Core Concepts
Understand how Emailens transforms, analyzes, and scores email compatibility.
Email clients
An email client is a combination of platform and rendering engine. Emailens supports 13 clients across webmail, desktop, and mobile categories.
Each client has different CSS support. For example:
- Gmail strips most
<style>blocks and forces inline styles - Outlook Classic uses the Microsoft Word rendering engine, which doesn't support
border-radius,flexbox, orgrid. The new Outlook for Windows uses a modern web engine with much better CSS support. - Apple Mail uses WebKit and supports most modern CSS
Transforms
A transform takes your HTML and rewrites it for a specific email client. This includes:
- Inlining styles (for clients that strip
<style>blocks) - Removing unsupported properties
- Adding client-specific fallbacks
- Converting units and values
The result is client-specific HTML that simulates how the email will render. Previews are rendered in Chromium and may differ slightly from native client rendering.
Warnings
A CSS warning flags a compatibility issue. Each warning has:
- severity:
error(won't render),warning(degraded), orinfo(minor) - client: which client is affected
- property: the CSS property causing the issue
- message: human-readable description
- suggestion: how to fix it
- fix: before/after code snippet (when available)
Compatibility score
Each client gets a 0-100 score based on the warnings found:
- Errors have the highest impact
- Warnings reduce the score moderately
- Info issues have minimal impact
The overall score is the average across all clients.
Dark mode
Emailens simulates how email clients render your email in dark mode.
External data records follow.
#[derive(Debug, Clone, Copy, PartialEq, Eq)]
pub enum Token<'a> {
    Word(&'a str),
    Space,
    Apostrophe,
    OpenParen,
    CloseParen,
    Symbol(char),
}

impl<'a> Token<'a> {
    fn word(self) -> Option<&'a str> {
        match self {
            Token::Word(w) => Some(w),
            _ => None,
        }
    }

    fn is_single_char(self) -> bool {
        match self {
            Token::Word(w) => w.len() == 1,
            _ => true,
        }
    }
}

fn is_word_char(ch: char) -> bool {
    ch.is_ascii_alphanumeric() || ch == '_'
}

pub fn tokenize(text: &str) -> Vec<Token<'_>> {
    let mut tokens = Vec::new();
    let mut word_start: Option<usize> = None;
    for (idx, ch) in text.char_indices() {
        if is_word_char(ch) {
            word_start.get_or_insert(idx);
            continue;
        }
        if let Some(start) = word_start.take() {
            tokens.push(Token::Word(&text[start..idx]));
        }
        tokens.push(match ch {
            ' ' => Token::Space,
            '\'' => Token::Apostrophe,
            '(' => Token::OpenParen,
            ')' => Token::CloseParen,
            other => Token::Symbol(other),
        });
    }
    if let Some(start) = word_start {
        tokens.push(Token::Word(&text[start..]));
    }
    tokens
}

pub fn parse_shot_distance(description: &str) -> Option<f64> {
    let tokens = tokenize(description);
    tokens.windows(2).find_map(|pair| {
        let word = pair[0].word()?;
        if pair[1] != Token::Apostrophe {
            return None;
        }
        let digits_start = word
            .char_indices()
            .rev()
            .take_while(|(_, ch)| ch.is_ascii_digit())
            .last()
            .map(|(idx, _)| idx)?;
        word[digits_start..].parse::<f64>().ok()
    })
}

#[derive(Debug, Clone, PartialEq, Eq)]
pub struct AssistInfo {
    pub name: String,
    pub count: Option<u32>,
}

pub fn parse_assist(description: &str) -> Option<AssistInfo> {
    let tokens = tokenize(description);
    tokens.windows(7).find_map(|w| {
        if w[0] != Token::OpenParen
            || w[2] != Token::Space
            || w[4] != Token::Space
            || w[5] != Token::Word("AST")
            || w[6] != Token::CloseParen
        {
            return None;
        }
        let name = w[1].word()?;
        let count = w[3].word()?;
        if !count.bytes().all(|b| b.is_ascii_digit()) {
            return None;
        }
        Some(AssistInfo {
            name: name.to_string(),
            count: count.parse().ok(),
        })
    })
}

#[derive(Debug, Clone, Copy, PartialEq, Eq, serde::Serialize, serde::Deserialize)]
pub enum FoulType {
    Personal,
    Shooting,
}

#[derive(Debug, Clone, PartialEq, Eq)]
pub struct FoulInfo {
    pub foul_type: Option<FoulType>,
    pub fouling_player: Option<String>,
}

/// Foul written as `<Player> <Letter>.FOUL`, e.g. `Green S.FOUL (P2.T1)`.
/// `P` is a personal foul and `S` a shooting foul; other letters keep the
/// player but carry no foul type. When the pattern is absent both fields are
/// empty.
pub fn parse_foul(description: &str) -> FoulInfo {
    let tokens = tokenize(description);
    let found = tokens.windows(5).find_map(|w| {
        let player = w[0].word()?;
        if w[1] != Token::Space {
            return None;
        }
        let letter = w[2].word()?;
        if !w[3].is_single_char() || !w[4].word()?.starts_with("FOUL") {
            return None;
        }
        Some((player, letter))
    });

    match found {
        Some((player, letter)) => FoulInfo {
            foul_type: match letter {
                "P" => Some(FoulType::Personal),
                "S" => Some(FoulType::Shooting),
                _ => None,
            },
            fouling_player: Some(player.to_string()),
        },
        None => FoulInfo {
            foul_type: None,
            fouling_player: None,
        },
    }
}

#[cfg(test)]
mod tests {
    use super::*;

    #[test]
    fn tokenizer_splits_words_and_punctuation() {
        let tokens = tokenize("Green S.FOUL (P2)");
        assert_eq!(
            tokens,
            vec![
                Token::Word("Green"),
                Token::Space,
                Token::Word("S"),
                Token::Symbol('.'),
                Token::Word("FOUL"),
                Token::Space,
                Token::OpenParen,
                Token::Word("P2"),
                Token::CloseParen,
            ]
        );
    }

    #[test]
    fn distance_takes_first_digits_before_apostrophe() {
        assert_eq!(parse_shot_distance("Curry 26' 3PT Jump Shot (3 PTS)"), Some(26.0));
        assert_eq!(parse_shot_distance("MISS Love 1' Layup"), Some(1.0));
        assert_eq!(parse_shot_distance("Harden Driving Layup (2 PTS)"), None);
        assert_eq!(parse_shot_distance("O'Quinn 7' Hook Shot"), Some(7.0));
        assert_eq!(parse_shot_distance("B12' shot"), Some(12.0));
    }

    #[test]
    fn assist_pattern_requires_full_shape() {
        let info = parse_assist("James 22' Jump Shot (4 PTS) (Love 3 AST)").unwrap();
        assert_eq!(info.name, "Love");
        assert_eq!(info.count, Some(3));
        assert_eq!(parse_assist("James 22' Jump Shot (4 PTS)"), None);
        assert_eq!(parse_assist("(Love AST)"), None);
        assert_eq!(parse_assist("(Love x AST)"), None);

        let oversized = parse_assist("Curry 3' Layup (2 PTS) (Green 99999999999 AST)").unwrap();
        assert_eq!(oversized.name, "Green");
        assert_eq!(oversized.count, None);
    }

    #[test]
    fn foul_letters_map_to_types() {
        let shooting = parse_foul("Green S.FOUL (P2.T1) (S.Foster)");
        assert_eq!(shooting.foul_type, Some(FoulType::Shooting));
        assert_eq!(shooting.fouling_player.as_deref(), Some("Green"));

        let personal = parse_foul("Al Horford P.FOUL (P1.T1)");
        assert_eq!(personal.foul_type, Some(FoulType::Personal));
        assert_eq!(personal.fouling_player.as_deref(), Some("Horford"));

        let loose_ball = parse_foul("Adams L.B.FOUL (P3.PN)");
        assert_eq!(loose_ball.foul_type, None);
        assert_eq!(loose_ball.fouling_player, None);

        let other = parse_foul("Adams T.FOUL");
        assert_eq!(other.foul_type, None);
        assert_eq!(other.fouling_player.as_deref(), Some("Adams"));
    }
}
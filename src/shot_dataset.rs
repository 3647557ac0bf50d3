use std::path::{Path, PathBuf};

use anyhow::{Context, Result, anyhow};
use chrono::Utc;
use rusqlite::{Connection, Transaction, params};

use crate::http_cache::app_cache_dir;
use crate::play_by_play::{EventMessageType, NormalizedEvent};
use crate::shot_zone::ShotZone;
use crate::shots::ShotAttempt;
use crate::types::Season;

const SHOT_COLUMNS: &str = r#"
    game_id, event_num, season, period, actual_time, period_seconds_remaining,
    seconds_into_game, away_score, home_score, description, event_type,
    action_type, shot_zone, miss, point_value, player_id, team,
    assisting_player_name, fouling_player_name
"#;

#[derive(Debug, Clone, Default)]
pub struct ShotIngestRun {
    pub season: Option<Season>,
    pub games_total: usize,
    pub games_succeeded: usize,
    pub shots_upserted: usize,
    pub errors: Vec<String>,
}

pub fn default_db_path() -> Option<PathBuf> {
    app_cache_dir().map(|dir| dir.join("shots.sqlite"))
}

pub fn open_db(path: &Path) -> Result<Connection> {
    if let Some(parent) = path.parent() {
        std::fs::create_dir_all(parent).ok();
    }
    let conn =
        Connection::open(path).with_context(|| format!("open sqlite db {}", path.display()))?;
    init_schema(&conn)?;
    Ok(conn)
}

pub fn init_schema(conn: &Connection) -> Result<()> {
    conn.execute_batch(
        r#"
        PRAGMA journal_mode = WAL;
        CREATE TABLE IF NOT EXISTS shots (
            game_id TEXT NOT NULL,
            event_num INTEGER NOT NULL,
            season TEXT NOT NULL,
            period INTEGER NOT NULL,
            actual_time INTEGER NULL,
            period_seconds_remaining INTEGER NOT NULL,
            seconds_into_game INTEGER NOT NULL,
            away_score INTEGER NOT NULL,
            home_score INTEGER NOT NULL,
            description TEXT NULL,
            event_type INTEGER NOT NULL,
            action_type INTEGER NOT NULL,
            shot_zone TEXT NOT NULL,
            miss INTEGER NOT NULL,
            point_value INTEGER NOT NULL,
            player_id TEXT NOT NULL,
            team TEXT NOT NULL,
            assisting_player_name TEXT NULL,
            fouling_player_name TEXT NULL,
            updated_at TEXT NOT NULL,
            PRIMARY KEY (game_id, event_num)
        );
        CREATE INDEX IF NOT EXISTS idx_shots_player ON shots(player_id);
        CREATE INDEX IF NOT EXISTS idx_shots_season ON shots(season);
        CREATE INDEX IF NOT EXISTS idx_shots_zone ON shots(shot_zone);

        CREATE TABLE IF NOT EXISTS ingest_runs (
            run_id INTEGER PRIMARY KEY AUTOINCREMENT,
            started_at TEXT NOT NULL,
            finished_at TEXT NULL,
            season TEXT NULL,
            games_total INTEGER NOT NULL,
            games_succeeded INTEGER NOT NULL,
            shots_upserted INTEGER NOT NULL,
            errors_json TEXT NOT NULL
        );
        "#,
    )
    .context("create sqlite schema")?;
    Ok(())
}

pub fn upsert_game_shots(
    conn: &mut Connection,
    game_id: &str,
    season: &Season,
    shots: &[ShotAttempt],
) -> Result<usize> {
    let tx = conn.transaction().context("begin shot transaction")?;
    tx.execute("DELETE FROM shots WHERE game_id = ?1", params![game_id])
        .context("clear game shots")?;
    let updated_at = Utc::now().to_rfc3339();
    for shot in shots {
        insert_shot(&tx, game_id, season, shot, &updated_at)?;
    }
    tx.commit().context("commit shot transaction")?;
    Ok(shots.len())
}

fn insert_shot(
    tx: &Transaction<'_>,
    game_id: &str,
    season: &Season,
    shot: &ShotAttempt,
    updated_at: &str,
) -> Result<()> {
    let event = &shot.event;
    tx.execute(
        &format!(
            "INSERT INTO shots ({SHOT_COLUMNS}, updated_at)
             VALUES (?1, ?2, ?3, ?4, ?5, ?6, ?7, ?8, ?9, ?10, ?11, ?12, ?13, ?14, ?15, ?16, ?17, ?18, ?19, ?20)"
        ),
        params![
            game_id,
            event.event_num,
            season.as_str(),
            event.period,
            event.actual_time,
            event.period_seconds_remaining,
            event.seconds_into_game,
            event.away_score,
            event.home_score,
            event.description,
            u16::from(event.event_type),
            event.action_type,
            shot.shot_zone.as_str(),
            shot.miss,
            shot.point_value,
            shot.player_id,
            shot.team.as_str(),
            shot.assisting_player_name,
            shot.fouling_player_name,
            updated_at,
        ],
    )
    .with_context(|| format!("insert shot {game_id}/{}", event.event_num))?;
    Ok(())
}

struct ShotRow {
    event: NormalizedEvent,
    shot_zone: String,
    miss: bool,
    point_value: u8,
    player_id: String,
    team: String,
    assisting_player_name: Option<String>,
    fouling_player_name: Option<String>,
}

impl TryFrom<ShotRow> for ShotAttempt {
    type Error = anyhow::Error;

    fn try_from(row: ShotRow) -> Result<Self> {
        Ok(ShotAttempt {
            shot_zone: row.shot_zone.parse()?,
            team: row.team.parse()?,
            miss: row.miss,
            point_value: row.point_value,
            player_id: row.player_id,
            assisting_player_name: row.assisting_player_name,
            fouling_player_name: row.fouling_player_name,
            event: row.event,
        })
    }
}

pub fn load_player_shots(conn: &Connection, player_id: &str) -> Result<Vec<ShotAttempt>> {
    query_shots(
        conn,
        "player_id = ?1 ORDER BY season ASC, game_id ASC, event_num ASC",
        player_id,
    )
}

pub fn load_game_shots(conn: &Connection, game_id: &str) -> Result<Vec<ShotAttempt>> {
    query_shots(conn, "game_id = ?1 ORDER BY event_num ASC", game_id)
}

pub fn load_season_shots(conn: &Connection, season: &Season) -> Result<Vec<ShotAttempt>> {
    query_shots(
        conn,
        "season = ?1 ORDER BY game_id ASC, event_num ASC",
        season.as_str(),
    )
}

fn query_shots(conn: &Connection, filter: &str, key: &str) -> Result<Vec<ShotAttempt>> {
    let mut stmt = conn
        .prepare(&format!("SELECT {SHOT_COLUMNS} FROM shots WHERE {filter}"))
        .context("prepare load shots query")?;

    let rows = stmt
        .query_map(params![key], |row| {
            Ok(ShotRow {
                event: NormalizedEvent {
                    event_num: row.get(1)?,
                    period: row.get(3)?,
                    actual_time: row.get(4)?,
                    period_seconds_remaining: row.get(5)?,
                    seconds_into_game: row.get(6)?,
                    away_score: row.get(7)?,
                    home_score: row.get(8)?,
                    description: row.get(9)?,
                    event_type: EventMessageType::from(row.get::<_, u16>(10)?),
                    action_type: row.get(11)?,
                },
                shot_zone: row.get(12)?,
                miss: row.get(13)?,
                point_value: row.get(14)?,
                player_id: row.get(15)?,
                team: row.get(16)?,
                assisting_player_name: row.get(17)?,
                fouling_player_name: row.get(18)?,
            })
        })
        .context("query load shots")?;

    let mut out = Vec::new();
    for row in rows {
        let row = row.context("decode shot row")?;
        out.push(ShotAttempt::try_from(row)?);
    }
    Ok(out)
}

pub fn zone_totals(conn: &Connection, season: &Season) -> Result<Vec<(ShotZone, u32, u32)>> {
    let mut stmt = conn
        .prepare(
            r#"
            SELECT shot_zone, COUNT(*), SUM(CASE WHEN miss = 0 THEN 1 ELSE 0 END)
            FROM shots
            WHERE season = ?1
            GROUP BY shot_zone
            ORDER BY shot_zone ASC
            "#,
        )
        .context("prepare zone totals query")?;
    let rows = stmt
        .query_map(params![season.as_str()], |row| {
            Ok((
                row.get::<_, String>(0)?,
                row.get::<_, u32>(1)?,
                row.get::<_, u32>(2)?,
            ))
        })
        .context("query zone totals")?;

    let mut out = Vec::new();
    for row in rows {
        let (zone, attempts, makes) = row.context("decode zone row")?;
        let zone = zone
            .parse::<ShotZone>()
            .map_err(|err| anyhow!("stored zone {zone:?}: {err}"))?;
        out.push((zone, attempts, makes));
    }
    Ok(out)
}

pub fn begin_ingest_run(conn: &Connection, season: Option<&Season>, games_total: usize) -> Result<i64> {
    let started_at = Utc::now().to_rfc3339();
    conn.execute(
        "INSERT INTO ingest_runs(started_at, finished_at, season, games_total, games_succeeded, shots_upserted, errors_json)
         VALUES (?1, NULL, ?2, ?3, 0, 0, '[]')",
        params![started_at, season.map(Season::as_str), games_total as i64],
    )
    .context("insert ingest run")?;
    Ok(conn.last_insert_rowid())
}

pub fn finish_ingest_run(conn: &Connection, run_id: i64, run: &ShotIngestRun) -> Result<()> {
    let finished_at = Utc::now().to_rfc3339();
    let errors_json = serde_json::to_string(&run.errors).unwrap_or_else(|_| "[]".to_string());
    conn.execute(
        "UPDATE ingest_runs
         SET finished_at = ?1, games_succeeded = ?2, shots_upserted = ?3, errors_json = ?4
         WHERE run_id = ?5",
        params![
            finished_at,
            run.games_succeeded as i64,
            run.shots_upserted as i64,
            errors_json,
            run_id
        ],
    )
    .context("update ingest run")?;
    Ok(())
}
Clients that support dark mode may:
- Invert background and text colors
- Override explicit colors with system defaults
- Apply
prefers-color-scheme: darkmedia queries
Dark mode simulation produces a separate HTML variant and additional warnings specific to dark mode rendering.
Input formats
Emailens accepts four input formats:
| Format | Description |
|---|---|
html | Standard HTML email (default) |
jsx | React Email component (compiled server-side) |
mjml | MJML template (compiled server-side) |
maizzle | Maizzle template (compiled server-side) |
Set the format field in your API request to use JSX, MJML, or Maizzle. The response includes the compiledHtml field with the intermediate HTML.
Framework-aware fixes
When you specify a format, CSS warnings include framework-specific fix snippets instead of generic HTML. For example, a display:flex warning in Outlook returns:
- HTML: a
<table>with<!--[if mso]>conditional comments - React Email (
jsx):<Row>and<Column>components from@react-email/components - MJML:
<mj-section>and<mj-column>elements - Maizzle: Tailwind utility classes with MSO conditional comments
This means fix suggestions are always in your source language — you can paste them directly into your code.